=== RECORDS ===
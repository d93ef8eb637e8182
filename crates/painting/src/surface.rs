//! CPU canvas for icon rendering - 8-bit straight-alpha RGBA storage

use crate::error::PaintError;
use crate::shapes::Coverage;
use crate::types::Color;

/// An 8-bit RGBA CPU canvas
/// Stores pixels as [`Color`] in row-major order
#[derive(Debug, Clone, PartialEq, Eq)]
pub struct Canvas {
    width: u32,
    height: u32,
    pixels: Vec<Color>,
}

impl Canvas {
    /// Create a new canvas with the given dimensions, initialized to transparent black
    pub fn new(width: u32, height: u32) -> Self {
        Self::filled(width, height, Color::TRANSPARENT)
    }

    /// Create a new canvas filled with a solid color
    pub fn filled(width: u32, height: u32, color: Color) -> Self {
        let pixel_count = (width as usize) * (height as usize);
        Self {
            width,
            height,
            pixels: vec![color; pixel_count],
        }
    }

    #[inline]
    pub fn width(&self) -> u32 {
        self.width
    }

    #[inline]
    pub fn height(&self) -> u32 {
        self.height
    }

    /// Clear the canvas to a solid color
    pub fn clear(&mut self, color: Color) {
        self.pixels.fill(color);
    }

    #[inline]
    fn index(&self, x: i32, y: i32) -> Option<usize> {
        if x < 0 || y < 0 || x as u32 >= self.width || y as u32 >= self.height {
            return None;
        }
        Some((y as usize) * (self.width as usize) + (x as usize))
    }

    /// Get a pixel at the given coordinates
    /// Returns None if coordinates are out of bounds
    #[inline]
    pub fn get_pixel(&self, x: i32, y: i32) -> Option<Color> {
        self.index(x, y).map(|index| self.pixels[index])
    }

    /// Set a pixel at the given coordinates
    /// Does nothing if coordinates are out of bounds
    #[inline]
    pub fn set_pixel(&mut self, x: i32, y: i32, color: Color) {
        if let Some(index) = self.index(x, y) {
            self.pixels[index] = color;
        }
    }

    /// Composite a color over an existing pixel
    /// Does nothing if coordinates are out of bounds
    #[inline]
    pub fn blend_pixel(&mut self, x: i32, y: i32, color: Color) {
        if let Some(index) = self.index(x, y) {
            self.pixels[index] = color.over(self.pixels[index]);
        }
    }

    /// Blend `color` into every pixel the shape covers, each pixel at most once.
    /// Returns the number of pixels touched.
    pub fn fill_coverage<C: Coverage + ?Sized>(&mut self, shape: &C, color: Color) -> usize {
        let Some(bounds) = shape.bounds().clip(self.width, self.height) else {
            return 0;
        };

        let mut touched = 0;
        for y in bounds.min_y..=bounds.max_y {
            for x in bounds.min_x..=bounds.max_x {
                if shape.covers(x, y) {
                    self.blend_pixel(x, y, color);
                    touched += 1;
                }
            }
        }
        touched
    }

    /// Composite another canvas of the same size over this one.
    /// Only the overlapping region is used if the sizes differ.
    pub fn composite(&mut self, layer: &Canvas) {
        let width = self.width.min(layer.width) as usize;
        let height = self.height.min(layer.height) as usize;
        for y in 0..height {
            let dst_row = y * self.width as usize;
            let src_row = y * layer.width as usize;
            for x in 0..width {
                let dst = &mut self.pixels[dst_row + x];
                *dst = layer.pixels[src_row + x].over(*dst);
            }
        }
    }

    /// Get the total number of pixels
    #[inline]
    pub fn pixel_count(&self) -> usize {
        self.pixels.len()
    }

    /// Get direct access to pixel data
    #[inline]
    pub fn pixels(&self) -> &[Color] {
        &self.pixels
    }

    /// Get mutable access to pixel data
    #[inline]
    pub fn pixels_mut(&mut self) -> &mut [Color] {
        &mut self.pixels
    }

    /// Raw RGBA8 bytes, row-major
    pub fn as_bytes(&self) -> &[u8] {
        bytemuck::cast_slice(&self.pixels)
    }

    /// Copy into an `image` buffer for encoding
    pub fn to_rgba_image(&self) -> Result<image::RgbaImage, PaintError> {
        image::RgbaImage::from_raw(self.width, self.height, self.as_bytes().to_vec()).ok_or(
            PaintError::BufferSize {
                width: self.width,
                height: self.height,
            },
        )
    }
}

#[cfg(test)]
mod tests {
    use super::*;
    use crate::shapes::FilledRect;
    use crate::types::Point;

    #[test]
    fn test_new_canvas() {
        let canvas = Canvas::new(100, 100);
        assert_eq!(canvas.width(), 100);
        assert_eq!(canvas.height(), 100);
        assert_eq!(canvas.pixel_count(), 10000);
        assert_eq!(canvas.get_pixel(0, 0), Some(Color::TRANSPARENT));
    }

    #[test]
    fn test_get_set_pixel() {
        let mut canvas = Canvas::new(10, 10);
        let color = Color::rgb(255, 128, 64);

        canvas.set_pixel(5, 5, color);
        assert_eq!(canvas.get_pixel(5, 5), Some(color));

        // Out of bounds should return None and writes are ignored
        assert_eq!(canvas.get_pixel(100, 100), None);
        assert_eq!(canvas.get_pixel(-1, 0), None);
        canvas.set_pixel(-1, 3, color);
        canvas.set_pixel(10, 3, color);
    }

    #[test]
    fn test_clear() {
        let mut canvas = Canvas::new(10, 10);
        let white = Color::rgb(255, 255, 255);
        canvas.clear(white);
        assert!(canvas.pixels().iter().all(|p| *p == white));
    }

    #[test]
    fn test_blend_pixel() {
        let mut canvas = Canvas::filled(4, 4, Color::rgb(0, 0, 0));
        canvas.blend_pixel(1, 1, Color::rgba(255, 0, 0, 128));
        let result = canvas.get_pixel(1, 1).unwrap();
        assert_eq!(result, Color::rgb(128, 0, 0));
        // Neighbours untouched
        assert_eq!(canvas.get_pixel(0, 0), Some(Color::rgb(0, 0, 0)));
    }

    #[test]
    fn test_fill_coverage_clips_to_canvas() {
        let mut canvas = Canvas::new(8, 8);
        let shape = FilledRect::from_corners(Point::new(-5, -5), Point::new(2, 2));
        let touched = canvas.fill_coverage(&shape, Color::rgb(1, 2, 3));
        assert_eq!(touched, 9);
        assert_eq!(canvas.get_pixel(2, 2), Some(Color::rgb(1, 2, 3)));
        assert_eq!(canvas.get_pixel(3, 3), Some(Color::TRANSPARENT));

        let offscreen = FilledRect::from_corners(Point::new(20, 20), Point::new(30, 30));
        assert_eq!(canvas.fill_coverage(&offscreen, Color::rgb(1, 2, 3)), 0);
    }

    #[test]
    fn test_composite_layer() {
        let mut base = Canvas::filled(2, 2, Color::rgb(0, 0, 0));
        let mut layer = Canvas::new(2, 2);
        layer.set_pixel(1, 0, Color::rgb(0, 255, 0));
        base.composite(&layer);
        assert_eq!(base.get_pixel(1, 0), Some(Color::rgb(0, 255, 0)));
        assert_eq!(base.get_pixel(0, 0), Some(Color::rgb(0, 0, 0)));
    }

    #[test]
    fn test_as_bytes_and_image() {
        let canvas = Canvas::filled(2, 3, Color::rgba(1, 2, 3, 4));
        assert_eq!(canvas.as_bytes().len(), 2 * 3 * 4);
        let image = canvas.to_rgba_image().unwrap();
        assert_eq!(image.dimensions(), (2, 3));
        assert_eq!(image.get_pixel(1, 2).0, [1, 2, 3, 4]);
    }
}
===
### REQUIREMENT
Your answer should be the lines of the listing above between the line holding "assert_eq!(touched, 9);" and the line holding "let canvas = Canvas::filled(2, 3, Color::rgba(1, 2, 3, 4));", inclusive, restated word for word and alone.

### EXERCISE OUTPUT
        assert_eq!(touched, 9);
        assert_eq!(canvas.get_pixel(2, 2), Some(Color::rgb(1, 2, 3)));
        assert_eq!(canvas.get_pixel(3, 3), Some(Color::TRANSPARENT));

        let offscreen = FilledRect::from_corners(Point::new(20, 20), Point::new(30, 30));
        assert_eq!(canvas.fill_coverage(&offscreen, Color::rgb(1, 2, 3)), 0);
    }

    #[test]
    fn test_composite_layer() {
        let mut base = Canvas::filled(2, 2, Color::rgb(0, 0, 0));
        let mut layer = Canvas::new(2, 2);
        layer.set_pixel(1, 0, Color::rgb(0, 255, 0));
        base.composite(&layer);
        assert_eq!(base.get_pixel(1, 0), Some(Color::rgb(0, 255, 0)));
        assert_eq!(base.get_pixel(0, 0), Some(Color::rgb(0, 0, 0)));
    }

    #[test]
    fn test_as_bytes_and_image() {
        let canvas = Canvas::filled(2, 3, Color::rgba(1, 2, 3, 4));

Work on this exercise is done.